About a week ago my throat started hurting really badly and I couldn't talk.I decided to take a flashlight and look in there and I was red,swollen,white spots basically strep throat and well because its possible for strep to spread to your heart I had to take antibiotics,now this is the part you're going to think I'm really stupid.since I happen to not have medical and had no way to go to the er I decided and yes I know this is bad the only antibiotics we had in the house was some clindamycin and I searched and found that they sometimes give you it for strep.my side effects have been pretty mild and I've been on them for six days but now when I look at my throat the redness swollen and the white spots yes are all gone BUT now I have Orange discoloration on the back roof of my throat and on one of the sides where the white spots were.I'm really not sure if I should keep doing the clindamycin or try and find a way to the er?


----------



## skycloud86 (Jul 15, 2009)

I would say it depends on how long the discolouration has been there, and how anxious you are about it. It could just be caused by taking the drug regularly, like eating a lot of carrots can cause skin to appear orange.


----------



## Powder monkey (Jun 1, 2012)

Well, at least you didn't go to a feed store and buy a bottle of cattle penicillin. 


Honestly, if you're worried, make an appointment with your GP. Better safe than sorry.

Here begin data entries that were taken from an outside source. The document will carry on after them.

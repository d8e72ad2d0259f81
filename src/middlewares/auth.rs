use crate::config::Config;
use crate::error::AppError;
use actix_session::{Session, SessionExt};
use actix_web::{dev::Payload, web, FromRequest, HttpRequest};
use std::future::{ready, Ready};

pub const SESSION_USER_ID: &str = "user_id";
pub const SESSION_USER_EMAIL: &str = "user_email";

/// 登录成功后写入 session 的身份信息
pub fn set_session_identity(session: &Session, user_id: i64, user_email: &str) -> Result<(), AppError> {
    session
        .insert(SESSION_USER_ID, user_id)
        .map_err(|e| AppError::InternalError(format!("Failed to write session: {e}")))?;
    session
        .insert(SESSION_USER_EMAIL, user_email)
        .map_err(|e| AppError::InternalError(format!("Failed to write session: {e}")))?;
    Ok(())
}

/// 显式的请求身份上下文，业务逻辑只依赖它而不读全局状态
#[derive(Debug, Clone)]
pub struct AuthContext {
    pub user_id: i64,
    pub user_email: String,
}

fn auth_from_request(req: &HttpRequest) -> Result<AuthContext, AppError> {
    let session = req.get_session();
    let user_id = session.get::<i64>(SESSION_USER_ID).ok().flatten();
    let user_email = session.get::<String>(SESSION_USER_EMAIL).ok().flatten();

    match (user_id, user_email) {
        (Some(user_id), Some(user_email)) => Ok(AuthContext {
            user_id,
            user_email,
        }),
        _ => Err(AppError::AuthError(
            "Unauthorized - Please login first".to_string(),
        )),
    }
}

impl FromRequest for AuthContext {
    type Error = AppError;
    type Future = Ready<Result<Self, Self::Error>>;

    fn from_request(req: &HttpRequest, _payload: &mut Payload) -> Self::Future {
        ready(auth_from_request(req))
    }
}

/// 管理员上下文：已登录且 session 邮箱出现在配置的白名单中
#[derive(Debug, Clone)]
pub struct AdminContext(pub AuthContext);

impl FromRequest for AdminContext {
    type Error = AppError;
    type Future = Ready<Result<Self, Self::Error>>;

    fn from_request(req: &HttpRequest, _payload: &mut Payload) -> Self::Future {
        let result = auth_from_request(req).and_then(|auth| {
            let config = req
                .app_data::<web::Data<Config>>()
                .ok_or_else(|| AppError::InternalError("Config not registered".to_string()))?;
            if config.admin.is_admin(&auth.user_email) {
                Ok(AdminContext(auth))
            } else {
                Err(AppError::Forbidden)
            }
        });
        ready(result)
    }
}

Unless you'd rather not tell your GP, then an Urgent Care clinic might be a better choice. Unless you suddenly feel sick, and start throwing up, or have bloody stool, or another sign that things have gone horribly wrong. At that point, yes I would advise going to the ER.


----------



## Tad Cooper (Apr 10, 2010)

Antibiotics can cause discolouration of the mouth and throat because of damage to your natural flora/fauna (friendly bacteria). I took antibiotics (pretty strong ones) and my tongue turned black. If you're worried, phone your doctor and describe the symptoms or go and see them to make sure (I went to hospital out of hours because I was so freaked out and they just sent me home XD).


----------



## Vivid Melody (Apr 25, 2011)

If you are wanting to try something else I would say try raw, crushed garlic (at least two cloves a day if not more). It is very powerful. It's anti-bacterial, anti-viral, anti-fungal. You may experience detox effects from it but it works. Always works for me whenever I am sick. Also doesn't kill off all your good bacteria like an antibiotic does. Also take extra vitamin C. Should help you feel better.


----------